A lot of what we do is interaction-based rather than heavily posed. We’ll put people together, give small prompts, make jokes, create movement, and let moments happen naturally.
By the end of the session most couples suddenly realise they actually enjoyed it.
And usually, by then, they’re posing naturally without even noticing.
Trust Starts Before the Wedding Day
One of the reasons couples feel comfortable letting us lead is because the relationship starts long before the wedding itself.
We meet before booking.
Not a sales pitch. Just a proper conversation.
We talk about your plans, your personalities, your wedding, what matters to you, and whether we’re actually the right fit for each other.
Then around four to six weeks before the wedding we meet again and go through timelines, group shots, logistics, and any details that matter.
By the wedding day itself, we’re not strangers turning up with cameras.
We already know each other.
That changes everything.
The Most Important Thing? Choose Someone You Trust
This is probably the biggest takeaway from the entire article.
Choose a photographer whose work you genuinely love and whose personality makes you feel relaxed.
Because if you trust them, you won’t feel the need to micromanage them.
You can simply enjoy your wedding knowing somebody experienced is watching for all the moments you didn’t even realise were happening.
The tears your partner wipes away during speeches.
Your dad pretending he’s absolutely fine when he clearly isn’t.

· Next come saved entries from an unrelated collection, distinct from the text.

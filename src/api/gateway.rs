use std::sync::Arc;

use axum::body::Body;
use axum::extract::{Request, State};
use axum::http::header::CONTENT_TYPE;
use axum::response::{IntoResponse, Response};
use axum::Json;

use crate::auth::{bearer_token, classify_bearer, native_key_provider, RequestAuth};
use crate::error::AppError;
use crate::meter::MeterEvent;
use crate::providers::types::{ProxySpec, Transformed, TransformContext};
use crate::providers::{filter_response_headers, ProviderAdapter};
use crate::sse::{MeterCallback, SseSplitter};
use crate::AppState;

const MAX_BODY_BYTES: usize = 64 * 1024 * 1024;

/// Fallback route: `/{provider}/{*path}`.
///
/// The pipeline: resolve the adapter, classify the bearer credential, admit
/// against the budget, transform, forward, stream back, and hand the usage
/// to the metering loop. Metering is the terminal side effect; the client
/// sees upstream bytes as they arrive.
pub async fn dispatch(
    State(state): State<AppState>,
    request: Request,
) -> Result<Response, AppError> {
    let (parts, body) = request.into_parts();

    let full_path = parts.uri.path().trim_start_matches('/');
    let (provider_id, suffix) = full_path.split_once('/').unwrap_or((full_path, ""));

    let adapter = state
        .registry
        .get(provider_id)
        .ok_or_else(|| AppError::NotFound(format!("Unknown provider: {provider_id}")))?;

    let token = bearer_token(&parts.headers)?;
    let auth = classify_bearer(&token, &state.tokens)?;

    tracing::info!(
        provider = %provider_id,
        path = %suffix,
        native = auth.is_native(),
        native_upstream = native_key_provider(&token).unwrap_or(""),
        "Gateway request"
    );

    // Budget admission, identity tokens only. The snapshot is taken at admit
    // time; concurrent in-flight requests may overshoot.
    if let Some(email) = auth.email() {
        let rule = state.policy.lookup(email);
        let spent = state.ledger.sum(email, rule.days)?;
        if spent >= rule.limit_usd {
            tracing::warn!(email = %email, spent_usd = spent, limit_usd = rule.limit_usd, "Budget exceeded");
            return Err(AppError::BudgetExceeded(format!(
                "Usage ${spent} / ${} in {} days",
                rule.limit_usd, rule.days
            )));
        }
    }

    let path = match parts.uri.query() {
        Some(query) => format!("{suffix}?{query}"),
        None => suffix.to_string(),
    };
    let body_bytes = axum::body::to_bytes(body, MAX_BODY_BYTES)
        .await
        .map_err(|e| AppError::BadRequest(format!("failed to read request body: {e}")))?;

    let ctx = TransformContext {
        path,
        method: parts.method.clone(),
        headers: parts.headers.clone(),
        body: body_bytes,
        auth: auth.clone(),
    };

    match adapter.transform(&ctx).await? {
        Transformed::Direct { body, model, usage } => {
            if let Some(email) = auth.email() {
                let _ = state.meter_tx.send(MeterEvent {
                    email: email.to_string(),
                    provider: adapter.id().to_string(),
                    model,
                    usage,
                    path: ctx.path.clone(),
                    request_body: None,
                });
            }
            Ok(Json(body).into_response())
        }
        Transformed::Proxy(spec) => forward(&state, adapter, &auth, &ctx, spec).await,
    }
}

/// Forward the rewritten request and classify the response: JSON bodies are
/// buffered and parsed for usage, SSE bodies get the splitter interposed,
/// anything else passes through unmetered.
async fn forward(
    state: &AppState,
    adapter: Arc<dyn ProviderAdapter>,
    auth: &RequestAuth,
    ctx: &TransformContext,
    spec: ProxySpec,
) -> Result<Response, AppError> {
    let mut builder = state
        .http
        .inner()
        .request(ctx.method.clone(), &spec.url)
        .headers(spec.headers);
    if let Some(body) = spec.body {
        builder = builder.body(body);
    }

    let upstream = builder
        .send()
        .await
        .map_err(|e| AppError::Upstream(e.to_string()))?;

    let status = upstream.status();
    let headers = filter_response_headers(upstream.headers());
    let content_type = headers
        .get(CONTENT_TYPE)
        .and_then(|v| v.to_str().ok())
        .unwrap_or_default()
        .to_string();

    let meter_email = auth.email().map(str::to_string);

    let body = if content_type.contains("application/json") {
        let bytes = upstream
            .bytes()
            .await
            .map_err(|e| AppError::Upstream(e.to_string()))?;
        if let Some(email) = meter_email {
            if let Ok(event) = serde_json::from_slice::<serde_json::Value>(&bytes) {
                let frame = adapter.parse(&event);
                let _ = state.meter_tx.send(MeterEvent {
                    email,
                    provider: adapter.id().to_string(),
                    model: frame.model,
                    usage: frame.usage,
                    path: ctx.path.clone(),
                    request_body: serde_json::from_slice(&ctx.body).ok(),
                });
            }
        }
        Body::from(bytes)
    } else if content_type.contains("text/event-stream") {
        let stream = upstream.bytes_stream();
        match meter_email {
            Some(email) => {
                let tx = state.meter_tx.clone();
                let provider = adapter.id().to_string();
                let path = ctx.path.clone();
                let request_body = serde_json::from_slice(&ctx.body).ok();
                let on_end: MeterCallback = Box::new(move |model, usage| {
                    let _ = tx.send(MeterEvent {
                        email,
                        provider,
                        model,
                        usage,
                        path,
                        request_body,
                    });
                });
                Body::from_stream(SseSplitter::new(stream, adapter, on_end))
            }
            None => Body::from_stream(stream),
        }
    } else {
        // Binary and other content types pass through without metering.
        Body::from_stream(upstream.bytes_stream())
    };

    let mut response = Response::new(body);
    *response.status_mut() = status;
    *response.headers_mut() = headers;
    Ok(response)
}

Your friends collapsing with laughter during the dance floor chaos.
Those moments matter.
And they happen fast.
Final Thoughts
Yes, bring ideas.
Yes, tell your photographer what matters to you.
Yes, have a sensible shot list.
But after that?
Let go a little.
Trust the person you hired.
Enjoy your wedding fully.
Because years from now, the photographs you treasure most probably won’t be the perfectly staged ones.
They’ll be the ones that remind you exactly how it all felt.